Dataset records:
──────────────────────────────
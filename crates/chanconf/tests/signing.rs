//! Signature collection and policy authorization of a computed update.

mod common;

use chanconf::schema::*;
use chanconf::{
    apply_update, authorize_update, verify_config_signature, verify_envelope, Config, ConfigTx,
    ConfigUpdateEnvelope, Msp, Organization, Policy, PolicyPath, SignerConfig, SigningIdentity,
};
use chanconf_tree::SignaturePolicy;
use common::{channel_config, ed25519_pems, implicit, init_tracing};
use std::collections::BTreeSet;

fn identity(msp_id: &str) -> SigningIdentity {
    let (cert, key) = ed25519_pems(&format!("admin.{}", msp_id.to_lowercase()));
    SigningIdentity::from_pem(msp_id, &cert, &key).unwrap()
}

fn signed_org(name: &str, msp_id: &str) -> Organization {
    Organization::new(name)
        .with_policy(
            ADMINS_POLICY_KEY,
            Policy::signature(format!("OR('{msp_id}.admin')")).unwrap(),
        )
        .with_policy(
            READERS_POLICY_KEY,
            Policy::signature(format!("OR('{msp_id}.member')")).unwrap(),
        )
        .with_msp(Msp::new(msp_id))
}

/// The fixture channel after Org2 and Org3 joined with signature policies.
fn committed_channel() -> Config {
    let mut tx = ConfigTx::new(channel_config());
    tx.add_application_org(&signed_org("Org2", "Org2MSP")).unwrap();
    tx.add_application_org(&signed_org("Org3", "Org3MSP")).unwrap();
    let update = tx.compute_update("mychannel").unwrap();
    apply_update(tx.original(), &update).unwrap()
}

/// Satisfied when one of `signers` appears in the signature rule.
fn signed_by(signers: &BTreeSet<String>) -> impl Fn(&PolicyPath, &SignaturePolicy) -> bool + '_ {
    move |_, policy| signers.iter().any(|msp| policy.rule.contains(&format!("'{msp}.")))
}

#[test]
fn collected_signatures_verify_and_authorize() {
    init_tracing();
    let base = committed_channel();
    let mut tx = ConfigTx::new(base.clone());
    tx.add_acls([("peer/Propose".to_string(), "/Channel/Application/Writers".to_string())])
        .unwrap();
    let update = tx.compute_update("mychannel").unwrap();

    let config = SignerConfig::new(24, 0);
    let admins = [identity("Org2MSP"), identity("Org3MSP")];
    let mut update_envelope = ConfigUpdateEnvelope::new(&update).unwrap();
    update_envelope.append_signatures(
        admins
            .iter()
            .map(|admin| admin.sign_config_update(&update, &config).unwrap()),
    );

    let envelope = admins[0]
        .sign_envelope(&update_envelope, "mychannel", &config)
        .unwrap();
    let payload = verify_envelope(&envelope).unwrap();
    let received = payload.config_update_envelope().unwrap();
    assert_eq!(received.config_update().unwrap(), update);

    let signers: BTreeSet<String> = received
        .signatures
        .iter()
        .map(|signature| {
            verify_config_signature(&received.config_update, signature)
                .unwrap()
                .mspid
        })
        .collect();
    assert_eq!(signers.len(), 2);

    let authorization = authorize_update(&base, &update, signed_by(&signers)).unwrap();
    assert_eq!(
        authorization.required,
        vec![PolicyPath::resolve("/Channel/Application/Admins", &[] as &[&str]).unwrap()]
    );
    assert!(authorization.is_authorized());
}

#[test]
fn minority_of_admins_is_not_enough() {
    let mut tx = ConfigTx::new(committed_channel());
    tx.add_application_capability("V2_0").unwrap();

    let signers: BTreeSet<String> = ["Org2MSP".to_string()].into_iter().collect();
    let authorization = tx.authorize("mychannel", signed_by(&signers)).unwrap();
    assert!(!authorization.is_authorized());
    assert_eq!(authorization.unsatisfied, authorization.required);
}

#[test]
fn org_level_edit_needs_only_that_org() {
    let mut tx = ConfigTx::new(committed_channel());
    tx.add_application_org_policy(
        "Org2",
        ADMINS_POLICY_KEY,
        WRITERS_POLICY_KEY,
        implicit("ANY Writers"),
    )
    .unwrap();

    let required = tx.required_policies("mychannel").unwrap();
    assert_eq!(
        required.iter().map(ToString::to_string).collect::<Vec<_>>(),
        vec!["/Channel/Application/Org2/Admins"]
    );

    let org2: BTreeSet<String> = ["Org2MSP".to_string()].into_iter().collect();
    assert!(tx.authorize("mychannel", signed_by(&org2)).unwrap().is_authorized());
    let org3: BTreeSet<String> = ["Org3MSP".to_string()].into_iter().collect();
    assert!(!tx.authorize("mychannel", signed_by(&org3)).unwrap().is_authorized());
}
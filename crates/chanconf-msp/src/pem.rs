//! PEM armor decoding and encoding.
//!
//! Only the armor is handled here: `-----BEGIN <label>-----`, a base64 body
//! and the matching `-----END <label>-----` line. Headers inside the armor
//! (RFC 1421 style) are not supported.

use crate::error::{Error, Result};
use base64::engine::general_purpose::STANDARD;
use base64::Engine;

const BEGIN: &str = "-----BEGIN ";
const END: &str = "-----END ";
const DASHES: &str = "-----";
const LINE_WIDTH: usize = 64;

/// One decoded PEM block.
#[derive(Debug, Clone, PartialEq, Eq)]
pub struct PemBlock {
    /// The armor label, e.g. `CERTIFICATE`.
    pub label: String,
    /// The decoded body.
    pub contents: Vec<u8>,
}

/// Decode every PEM block in `input`, in order.
///
/// Text outside the armor is ignored.
pub fn parse_all(input: &str) -> Result<Vec<PemBlock>> {
    let mut blocks = Vec::new();
    let mut rest = input;

    while let Some(start) = rest.find(BEGIN) {
        let after_begin = &rest[start + BEGIN.len()..];
        let label_end = after_begin
            .find(DASHES)
            .ok_or_else(|| Error::Pem("unterminated BEGIN line".to_string()))?;
        let label = &after_begin[..label_end];
        let body = &after_begin[label_end + DASHES.len()..];

        let end_marker = format!("{END}{label}{DASHES}");
        let body_end = body
            .find(&end_marker)
            .ok_or_else(|| Error::Pem(format!("missing END line for {label}")))?;

        let encoded: String = body[..body_end]
            .chars()
            .filter(|c| !c.is_whitespace())
            .collect();
        let contents = STANDARD
            .decode(encoded.as_bytes())
            .map_err(|e| Error::Pem(format!("{label}: {e}")))?;
        if contents.is_empty() {
            return Err(Error::Pem(format!("{label}: empty body")));
        }

        blocks.push(PemBlock {
            label: label.to_string(),
            contents,
        });
        rest = &body[body_end + end_marker.len()..];
    }

    Ok(blocks)
}

/// Decode exactly one PEM block from `input`.
pub fn parse_one(input: &str) -> Result<PemBlock> {
    let mut blocks = parse_all(input)?;
    match blocks.len() {
        0 => Err(Error::Pem("no PEM block found".to_string())),
        1 => Ok(blocks.remove(0)),
        n => Err(Error::Pem(format!("expected one PEM block, found {n}"))),
    }
}

/// Encode `contents` as a PEM block with 64-column body lines.
pub fn encode(label: &str, contents: &[u8]) -> String {
    let body = STANDARD.encode(contents);
    let mut out = String::with_capacity(body.len() + body.len() / LINE_WIDTH + 2 * label.len() + 32);

    out.push_str(BEGIN);
    out.push_str(label);
    out.push_str(DASHES);
    out.push('\n');
    for line in body.as_bytes().chunks(LINE_WIDTH) {
        // base64 output is ASCII
        out.push_str(std::str::from_utf8(line).unwrap_or_default());
        out.push('\n');
    }
    out.push_str(END);
    out.push_str(label);
    out.push_str(DASHES);
    out.push('\n');
    out
}

#[cfg(test)]
mod tests {
    use super::*;

    #[test]
    fn encode_then_parse() {
        let data: Vec<u8> = (0u8..=200).collect();
        let pem = encode("TEST DATA", &data);

        assert!(pem.starts_with("-----BEGIN TEST DATA-----\n"));
        assert!(pem.lines().all(|l| l.len() <= LINE_WIDTH));

        let block = parse_one(&pem).unwrap();
        assert_eq!(block.label, "TEST DATA");
        assert_eq!(block.contents, data);
    }

    #[test]
    fn parse_multiple_blocks_with_noise() {
        let input = format!(
            "leading text\n{}between\n{}",
            encode("A", b"first"),
            encode("B", b"second")
        );
        let blocks = parse_all(&input).unwrap();
        assert_eq!(blocks.len(), 2);
        assert_eq!(blocks[0].label, "A");
        assert_eq!(blocks[1].contents, b"second");
    }

    #[test]
    fn missing_end_line() {
        let err = parse_all("-----BEGIN CERTIFICATE-----\nAAAA\n").unwrap_err();
        assert!(matches!(err, Error::Pem(_)));
    }

    #[test]
    fn bad_base64() {
        let err = parse_all("-----BEGIN X-----\n!!!!\n-----END X-----\n").unwrap_err();
        assert!(matches!(err, Error::Pem(_)));
    }

    #[test]
    fn parse_one_rejects_zero_and_many() {
        assert!(parse_one("nothing here").is_err());
        let two = format!("{}{}", encode("A", b"1"), encode("A", b"2"));
        assert!(parse_one(&two).is_err());
    }
}
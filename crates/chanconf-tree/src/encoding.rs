//! Canonical binary encoding.
//!
//! Fixed-width little-endian bincode: deterministic for a given value, and
//! every map in the tree is a `BTreeMap`, so equal content always yields
//! equal bytes. Decoding rejects trailing bytes, so one value has exactly one
//! accepted encoding.

use crate::error::Result;
use bincode::Options;
use serde::de::DeserializeOwned;
use serde::Serialize;

fn options() -> impl Options {
    bincode::DefaultOptions::new()
        .with_fixint_encoding()
        .reject_trailing_bytes()
}

pub fn encode<T: Serialize + ?Sized>(value: &T) -> Result<Vec<u8>> {
    Ok(options().serialize(value)?)
}

pub fn decode<T: DeserializeOwned>(bytes: &[u8]) -> Result<T> {
    Ok(options().deserialize(bytes)?)
}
──────────────────────────────
Problem to solve
State how many lines of the records above hold the word "authorization", adding nothing beyond the number.

Response area
7